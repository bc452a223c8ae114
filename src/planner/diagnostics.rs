//! Warnings and errors collected while building and filtering delivery trees.
//!
//! Tree building never stops on a bad reference; it records a diagnostic and
//! carries on. The accumulator is passed by `&mut` through every step.

use serde::Serialize;
use std::fmt;
use tracing::debug;

/// Severity of a diagnostic.
#[derive(Debug, Clone, Copy, PartialEq, Eq, Serialize)]
#[serde(rename_all = "lowercase")]
pub enum Severity {
    /// Non-blocking, shown to the user.
    Warning,
    /// Blocks execution.
    Error,
}

/// One collected message.
#[derive(Debug, Clone, PartialEq, Eq, Serialize)]
pub struct Diagnostic {
    /// Severity.
    pub severity: Severity,
    /// Human readable message.
    pub message: String,
}

/// Ordered collection of diagnostics.
#[derive(Debug, Clone, Default, PartialEq, Eq, Serialize)]
#[serde(transparent)]
pub struct Diagnostics {
    entries: Vec<Diagnostic>,
}

impl Diagnostics {
    /// Creates an empty collection.
    #[must_use]
    pub const fn new() -> Self {
        Self { entries: Vec::new() }
    }

    /// Records a warning.
    pub fn warn(&mut self, message: impl Into<String>) {
        let message = message.into();
        debug!("warn: {message}");
        self.entries.push(Diagnostic {
            severity: Severity::Warning,
            message,
        });
    }

    /// Records an error.
    pub fn error(&mut self, message: impl Into<String>) {
        let message = message.into();
        debug!("error: {message}");
        self.entries.push(Diagnostic {
            severity: Severity::Error,
            message,
        });
    }

    /// Records an error unless the same message was already recorded.
    pub fn error_once(&mut self, message: impl Into<String>) {
        let message = message.into();
        if !self.entries.iter().any(|d| d.message == message) {
            self.error(message);
        }
    }

    /// Returns true if at least one error was recorded.
    #[must_use]
    pub fn has_errors(&self) -> bool {
        self.entries.iter().any(|d| d.severity == Severity::Error)
    }

    /// Number of errors.
    #[must_use]
    pub fn error_count(&self) -> usize {
        self.count(Severity::Error)
    }

    /// Number of warnings.
    #[must_use]
    pub fn warning_count(&self) -> usize {
        self.count(Severity::Warning)
    }

    fn count(&self, severity: Severity) -> usize {
        self.entries.iter().filter(|d| d.severity == severity).count()
    }

    /// Returns true if nothing was recorded.
    #[must_use]
    pub fn is_empty(&self) -> bool {
        self.entries.is_empty()
    }

    /// Number of recorded diagnostics.
    #[must_use]
    pub fn len(&self) -> usize {
        self.entries.len()
    }

    /// Iterates over the diagnostics in recording order.
    pub fn iter(&self) -> std::slice::Iter<'_, Diagnostic> {
        self.entries.iter()
    }
}

impl<'a> IntoIterator for &'a Diagnostics {
    type Item = &'a Diagnostic;
    type IntoIter = std::slice::Iter<'a, Diagnostic>;

    fn into_iter(self) -> Self::IntoIter {
        self.iter()
    }
}

impl fmt::Display for Severity {
    fn fmt(&self, f: &mut fmt::Formatter<'_>) -> fmt::Result {
        match self {
            Self::Warning => write!(f, "warn"),
            Self::Error => write!(f, "error"),
        }
    }
}

impl fmt::Display for Diagnostic {
    fn fmt(&self, f: &mut fmt::Formatter<'_>) -> fmt::Result {
        write!(f, "{}: {}", self.severity, self.message)
    }
}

# # # #

→ **Exercise description**: What is needed is an exact transcription of every entry.

→ **Final answer**:
repository bc452a223c8ae114
filename src/planner/diagnostics.rs
//! Warnings and errors collected while building and filtering delivery trees.
//!
//! Tree building never stops on a bad reference; it records a diagnostic and
//! carries on. The accumulator is passed by `&mut` through every step.

use serde::Serialize;
use std::fmt;
use tracing::debug;

/// Severity of a diagnostic.
#[derive(Debug, Clone, Copy, PartialEq, Eq, Serialize)]
#[serde(rename_all = "lowercase")]
pub enum Severity {
    /// Non-blocking, shown to the user.
    Warning,
    /// Blocks execution.
    Error,
}

/// One collected message.
#[derive(Debug, Clone, PartialEq, Eq, Serialize)]
pub struct Diagnostic {
    /// Severity.
    pub severity: Severity,
    /// Human readable message.
    pub message: String,
}

/// Ordered collection of diagnostics.
#[derive(Debug, Clone, Default, PartialEq, Eq, Serialize)]
#[serde(transparent)]
pub struct Diagnostics {
    entries: Vec<Diagnostic>,
}

impl Diagnostics {
    /// Creates an empty collection.
    #[must_use]
    pub const fn new() -> Self {
        Self { entries: Vec::new() }
    }

    /// Records a warning.
    pub fn warn(&mut self, message: impl Into<String>) {
        let message = message.into();
        debug!("warn: {message}");
        self.entries.push(Diagnostic {
            severity: Severity::Warning,
            message,
        });
    }

    /// Records an error.
    pub fn error(&mut self, message: impl Into<String>) {
        let message = message.into();
        debug!("error: {message}");
        self.entries.push(Diagnostic {
            severity: Severity::Error,
            message,
        });
    }

    /// Records an error unless the same message was already recorded.
    pub fn error_once(&mut self, message: impl Into<String>) {
        let message = message.into();
        if !self.entries.iter().any(|d| d.message == message) {
            self.error(message);
        }
    }

    /// Returns true if at least one error was recorded.
    #[must_use]
    pub fn has_errors(&self) -> bool {
        self.entries.iter().any(|d| d.severity == Severity::Error)
    }

    /// Number of errors.
    #[must_use]
    pub fn error_count(&self) -> usize {
        self.count(Severity::Error)
    }

    /// Number of warnings.
    #[must_use]
    pub fn warning_count(&self) -> usize {
        self.count(Severity::Warning)
    }

    fn count(&self, severity: Severity) -> usize {
        self.entries.iter().filter(|d| d.severity == severity).count()
    }

    /// Returns true if nothing was recorded.
    #[must_use]
    pub fn is_empty(&self) -> bool {
        self.entries.is_empty()
    }

    /// Number of recorded diagnostics.
    #[must_use]
    pub fn len(&self) -> usize {
        self.entries.len()
    }

    /// Iterates over the diagnostics in recording order.
    pub fn iter(&self) -> std::slice::Iter<'_, Diagnostic> {
        self.entries.iter()
    }
}

impl<'a> IntoIterator for &'a Diagnostics {
    type Item = &'a Diagnostic;
    type IntoIter = std::slice::Iter<'a, Diagnostic>;

    fn into_iter(self) -> Self::IntoIter {
        self.iter()
    }
}

impl fmt::Display for Severity {
    fn fmt(&self, f: &mut fmt::Formatter<'_>) -> fmt::Result {
        match self {
            Self::Warning => write!(f, "warn"),
            Self::Error => write!(f, "error"),
        }
    }
}

impl fmt::Display for Diagnostic {
    fn fmt(&self, f: &mut fmt::Formatter<'_>) -> fmt::Result {
        write!(f, "{}: {}", self.severity, self.message)
    }
}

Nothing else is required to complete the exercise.